- _Exercise goal_: Everything from the line with "Self::default().with(day)" to the end of the entries should be copied exactly, and nothing else.
• • • • • • •
//! Weekly recurrence rules for medication schedules
//!
//! - **Version**: 1.1.0
//! - **Since**: 0.1.0
//!
//! ## Changelog
//! - 1.1.0: Day flags stored as a fixed array indexed Monday=0..Sunday=6
//! - 1.0.0: Initial release

use chrono::{Datelike, NaiveDate, NaiveDateTime, NaiveTime, Weekday};
use serde::{Deserialize, Serialize};

use super::time_window::{minute_of_day, TimeWindow};

/// Seven independent day flags, Monday=0 through Sunday=6
#[derive(Debug, Clone, Copy, Default, PartialEq, Eq, Serialize, Deserialize)]
pub struct WeekdayFlags([bool; 7]);

impl WeekdayFlags {
    pub fn new(days: [bool; 7]) -> Self {
        Self(days)
    }

    pub fn every_day() -> Self {
        Self([true; 7])
    }

    pub fn only(day: Weekday) -> Self {
        Self::default().with(day)
    }

    pub fn with(mut self, day: Weekday) -> Self {
        self.0[day.num_days_from_monday() as usize] = true;
        self
    }

    pub fn is_set(&self, day: Weekday) -> bool {
        self.0[day.num_days_from_monday() as usize]
    }

    pub fn as_array(&self) -> [bool; 7] {
        self.0
    }
}

/// Activation policy for a recurring item: weekdays, validity range and time of day
#[derive(Debug, Clone, PartialEq, Eq)]
pub struct RecurrenceRule {
    pub days: WeekdayFlags,
    pub active: bool,
    pub time_of_day: NaiveTime,
    pub start_date: Option<NaiveDate>,
    pub end_date: Option<NaiveDate>,
}

impl RecurrenceRule {
    /// Active, every day, no validity range
    pub fn daily(time_of_day: NaiveTime) -> Self {
        Self {
            days: WeekdayFlags::every_day(),
            active: true,
            time_of_day,
            start_date: None,
            end_date: None,
        }
    }

    /// Whether the rule applies at all on `date`
    pub fn is_active(&self, date: NaiveDate) -> bool {
        self.active
            && self.start_date.map_or(true, |start| date >= start)
            && self.end_date.map_or(true, |end| date <= end)
            && self.days.is_set(date.weekday())
    }

    /// Whether the rule fires at the local instant `now`.
    ///
    /// Only minute-of-day is compared once the date passes [`Self::is_active`];
    /// the cycle is daily, so an 08:00 rule matches 08:03 on any allowed day.
    pub fn matches_now(&self, now: NaiveDateTime, window: TimeWindow) -> bool {
        self.is_active(now.date())
            && window.within_minute_of_day(minute_of_day(self.time_of_day), minute_of_day(now.time()))
    }
}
• • • • • • •
- _Result for this task_:
        Self::default().with(day)
    }

    pub fn with(mut self, day: Weekday) -> Self {
        self.0[day.num_days_from_monday() as usize] = true;
        self
    }

    pub fn is_set(&self, day: Weekday) -> bool {
        self.0[day.num_days_from_monday() as usize]
    }

    pub fn as_array(&self) -> [bool; 7] {
        self.0
    }
}

/// Activation policy for a recurring item: weekdays, validity range and time of day
#[derive(Debug, Clone, PartialEq, Eq)]
pub struct RecurrenceRule {
    pub days: WeekdayFlags,
    pub active: bool,
    pub time_of_day: NaiveTime,
    pub start_date: Option<NaiveDate>,
    pub end_date: Option<NaiveDate>,
}

impl RecurrenceRule {
    /// Active, every day, no validity range
    pub fn daily(time_of_day: NaiveTime) -> Self {
        Self {
            days: WeekdayFlags::every_day(),
            active: true,
            time_of_day,
            start_date: None,
            end_date: None,
        }
    }

    /// Whether the rule applies at all on `date`
    pub fn is_active(&self, date: NaiveDate) -> bool {
        self.active
            && self.start_date.map_or(true, |start| date >= start)
            && self.end_date.map_or(true, |end| date <= end)
            && self.days.is_set(date.weekday())
    }

    /// Whether the rule fires at the local instant `now`.
    ///
    /// Only minute-of-day is compared once the date passes [`Self::is_active`];
    /// the cycle is daily, so an 08:00 rule matches 08:03 on any allowed day.
    pub fn matches_now(&self, now: NaiveDateTime, window: TimeWindow) -> bool {
        self.is_active(now.date())
            && window.within_minute_of_day(minute_of_day(self.time_of_day), minute_of_day(now.time()))
    }
}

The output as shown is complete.